Spider - Michael Morley [117]
‘Why?’ asked Jack gently. ‘What was odd?’
‘Well,’ began Yoana hesitantly. ‘Well, like I just said, I don’t know his name, he never seems to be around and I’ve never met him, but he’s always got personalized plates on his car. I used to think he was a car dealer of some sort, but then I noticed that sometimes he even changed the plates before he changed the cars.’
Jack felt a surge of excitement. His phone rang again, but he ignored it once more. Whoever it was, whatever they wanted, it couldn’t be as important as this. ‘Yoana, you don’t know what plate he currently has, do you?’

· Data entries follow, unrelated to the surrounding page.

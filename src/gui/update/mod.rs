//! gui/update/mod.rs
//! Update logic (router).
//! Mutates state in response to `Message` events.

use iced::Task;

use super::state::{Fuzer, Message};

mod browse;
mod build;
mod inputs;
mod util;

pub(crate) fn update(state: &mut Fuzer, message: Message) -> Task<Message> {
    match message {
        Message::SetTheme(choice) => {
            state.theme = choice;
            Task::none()
        }

        // Directory panel
        Message::DirInputChanged(s) => browse::dir_input_changed(state, s),
        Message::DirInputSubmitted => browse::dir_input_submitted(state),
        Message::OpenDir(dir) => browse::open_dir(dir),
        Message::OpenParent => browse::open_parent(state),
        Message::OpenSubdir(name) => browse::open_subdir(state, name),
        Message::DirListed(dir, result) => browse::dir_listed(state, dir, result),

        // File panel
        Message::ToggleMp3(name) => browse::toggle_mp3(state, name),
        Message::SelectJpeg(name) => browse::select_jpeg(state, name),

        // Buttons
        Message::UseCover => inputs::use_cover(state),
        Message::ClearCover => inputs::clear_cover(state),
        Message::UseMp3s => inputs::use_mp3s(state),
        Message::ClearMp3s => inputs::clear_mp3s(state),
        Message::ToggleFileOrder(v) => inputs::toggle_file_order(state, v),
        Message::TitleChanged(s) => inputs::title_changed(state, s),
        Message::MakeBook => build::make_book_pressed(state),

        // Background results
        Message::DurationsLoaded(d) => inputs::durations_loaded(state, d),
        Message::PreviewLoaded(source, handle) => inputs::preview_loaded(state, source, handle),
        Message::TickBuild => build::drain_events(state),
        Message::BuildFinished(result) => build::build_finished(state, result),

        // Messages panel
        Message::ToggleMessages => {
            state.messages_expanded = !state.messages_expanded;
            Task::none()
        }
        Message::ClearMessages => {
            state.messages.clear();
            Task::none()
        }
    }
}
//! core/split.rs
//! Find the tag block in a raw MP3 buffer so the audio payload can be isolated.
//!
//! Bit-exact format rules:
//! - `"ID3"` at offset 0: leading tag, region length = synchsafe(bytes[6..10])
//! - `"TAG"` at `len - 128`: trailing tag, exactly 128 bytes
//!
//! The leading check wins if a buffer somehow matches both.

use super::error::{FuzerError, FuzerResult};
use super::types::{LEGACY_TAG_LEN, TagBlock, TagKind, VERSIONED_HEADER_LEN};

const VERSIONED_MARKER: &[u8; 3] = b"ID3";
const LEGACY_MARKER: &[u8; 3] = b"TAG";

/// Decode a 4-byte synchsafe integer (7 significant bits per byte, big-endian).
///
/// `[0x00, 0x00, 0x02, 0x01]` -> 257. The high bit of each byte is ignored, so any input is
/// valid and the result is always below 2^28.
pub fn decode_synchsafe(bytes: &[u8]) -> FuzerResult<usize> {
    let Some(size) = bytes.get(..4) else {
        return Err(FuzerError::MalformedSizeField(bytes.len()));
    };

    Ok(size
        .iter()
        .fold(0usize, |acc, &b| (acc << 7) | usize::from(b & 0x7F)))
}

/// Locate the tag block of one file.
///
/// The decoded leading size is used directly as "bytes to skip from offset 0"; no header or
/// footer length is added on top.
pub fn detect_tag_block(name: &str, data: &[u8]) -> FuzerResult<TagBlock> {
    if data.starts_with(VERSIONED_MARKER) {
        let header = data
            .get(..VERSIONED_HEADER_LEN)
            .ok_or(FuzerError::MalformedSizeField(data.len().saturating_sub(6)))?;
        let size = decode_synchsafe(&header[6..])?;

        if size > data.len() {
            return Err(FuzerError::TagOverrunsFile {
                size,
                len: data.len(),
            });
        }

        return Ok(TagBlock {
            kind: TagKind::VersionedLeading,
            offset: 0,
            length: size,
        });
    }

    if let Some(offset) = data.len().checked_sub(LEGACY_TAG_LEN) {
        if data[offset..].starts_with(LEGACY_MARKER) {
            return Ok(TagBlock {
                kind: TagKind::LegacyTrailing,
                offset,
                length: LEGACY_TAG_LEN,
            });
        }
    }

    Err(FuzerError::UnrecognizedTagFormat {
        name: name.to_string(),
    })
}
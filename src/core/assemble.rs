//! core/assemble.rs
//! Write an `AssemblyPlan` to a byte sink.
//!
//! Byte layout:
//! - leading (ID3v2) donor tag: `tag || payload_1 || ... || payload_n`
//! - trailing (ID3v1) donor tag: `payload_1 || ... || payload_n || tag`
//!
//! MP3 frames concatenate directly, so there are no separators and no resync step.
//! Any I/O error aborts immediately as `WriteFailure`; the caller owns cleanup of partial output.

use std::io::Write;

use log::debug;

use super::error::{FuzerError, FuzerResult};
use super::types::{AssemblyPlan, TagKind};

/// `assemble_with` without progress reporting.
#[cfg(test)]
pub fn assemble<W: Write>(plan: &AssemblyPlan, sink: W) -> FuzerResult<()> {
    assemble_with(plan, sink, |_| {})
}

/// Write every payload in plan order, placing the donor tag first or last by kind.
/// `on_track(i)` runs after payload `i` (0-based) is written.
pub fn assemble_with<W: Write>(
    plan: &AssemblyPlan,
    mut sink: W,
    mut on_track: impl FnMut(usize),
) -> FuzerResult<()> {
    let donor = plan.donor();
    let kind = donor.tag_kind();

    debug!(
        "Assembling {} tracks, {:?} tag from {}",
        plan.tracks().len(),
        kind,
        donor.source_name
    );

    if kind == TagKind::VersionedLeading {
        write_all(&mut sink, donor.tag_bytes())?;
    }

    for (i, payload) in plan.payloads().enumerate() {
        write_all(&mut sink, payload)?;
        on_track(i);
    }

    if kind == TagKind::LegacyTrailing {
        write_all(&mut sink, donor.tag_bytes())?;
    }

    sink.flush().map_err(FuzerError::WriteFailure)
}

fn write_all<W: Write>(sink: &mut W, bytes: &[u8]) -> FuzerResult<()> {
    sink.write_all(bytes).map_err(FuzerError::WriteFailure)
}

#[cfg(test)]
mod tests {
    use super::*;
    use crate::core::order::order;
    use crate::core::split::tests::{legacy_tag, versioned_tag};
    use crate::core::types::{OrderMode, RawTrack, TrackMetadata};
    use std::io;

    fn raw(name: &str, data: Vec<u8>) -> RawTrack {
        RawTrack {
            source_name: name.to_string(),
            data,
            metadata: TrackMetadata::default(),
        }
    }

    fn with_leading(tag_fill: u8, payload: &[u8]) -> Vec<u8> {
        let mut data = versioned_tag(16, tag_fill);
        data.extend_from_slice(payload);
        data
    }

    fn with_trailing(tag_fill: u8, payload: &[u8]) -> Vec<u8> {
        let mut data = payload.to_vec();
        data.extend_from_slice(&legacy_tag(tag_fill));
        data
    }

    #[test]
    fn single_versioned_track_round_trips() {
        let original = with_leading(7, &[0xFF, 0xFB, 0x90, 0x00, 1, 2, 3]);
        let plan = order(vec![raw("one", original.clone())], OrderMode::InFileOrder).unwrap();

        let mut out = Vec::new();
        assemble(&plan, &mut out).unwrap();

        assert_eq!(out, original);
        assert_eq!(plan.output_len(), original.len());
    }

    #[test]
    fn versioned_donor_tag_goes_first() {
        let first = with_leading(1, b"p1");
        let donor_tag = first[..16].to_vec();
        let plan = order(
            vec![raw("a", first), raw("b", with_leading(2, b"p2"))],
            OrderMode::InFileOrder,
        )
        .unwrap();

        let mut out = Vec::new();
        assemble(&plan, &mut out).unwrap();

        let expected = [&donor_tag[..], &b"p1"[..], &b"p2"[..]].concat();
        assert_eq!(out, expected);
    }

    #[test]
    fn legacy_donor_tag_goes_last() {
        let plan = order(
            vec![
                raw("a", with_trailing(1, b"p1")),
                raw("b", with_trailing(2, b"p2")),
            ],
            OrderMode::InFileOrder,
        )
        .unwrap();

        let mut out = Vec::new();
        assemble(&plan, &mut out).unwrap();

        let expected = [&b"p1"[..], &b"p2"[..], &legacy_tag(1)[..]].concat();
        assert_eq!(out, expected);
    }

    #[test]
    fn progress_reports_each_track() {
        let plan = order(
            vec![
                raw("a", with_leading(0, b"x")),
                raw("b", with_leading(0, b"y")),
                raw("c", with_leading(0, b"z")),
            ],
            OrderMode::InFileOrder,
        )
        .unwrap();

        let mut seen = Vec::new();
        assemble_with(&plan, io::sink(), |i| seen.push(i)).unwrap();
        assert_eq!(seen, [0, 1, 2]);
    }

    struct FailingSink;

    impl Write for FailingSink {
        fn write(&mut self, _: &[u8]) -> io::Result<usize> {
            Err(io::Error::other("disk full"))
        }

        fn flush(&mut self) -> io::Result<()> {
            Ok(())
        }
    }

    #[test]
    fn io_error_is_write_failure() {
        let plan = order(vec![raw("a", with_leading(0, b"x"))], OrderMode::InFileOrder).unwrap();
        assert!(matches!(
            assemble(&plan, FailingSink),
            Err(FuzerError::WriteFailure(_))
        ));
    }
}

She smiled. She liked helping the FBI, they asked such easy questions. ‘Don’t be silly. Sure I do. It’s B – 898989.’
83
San Quirico D’Orcia, Tuscany
The entrance floor of the catacomb is covered in soft soil but, after you walk about twenty feet through the narrow gap, the surface underfoot changes into hard rock, cinder and compacted earth. Spider shines his flashlight up the walls. They are damp and green from an underwater stream that dribbles down from the hillside above them. He is searching for the point where the narrow route dog-legs left and opens up into a much wider, high-ceilinged chamber dominated by a raised marble tomb. The air gradually loses its last vestiges of freshness, as they move deeper into the sterile darkness where nothing grows. Spider feels perfectly at home amid the dank smell of infertile land. The smell of death.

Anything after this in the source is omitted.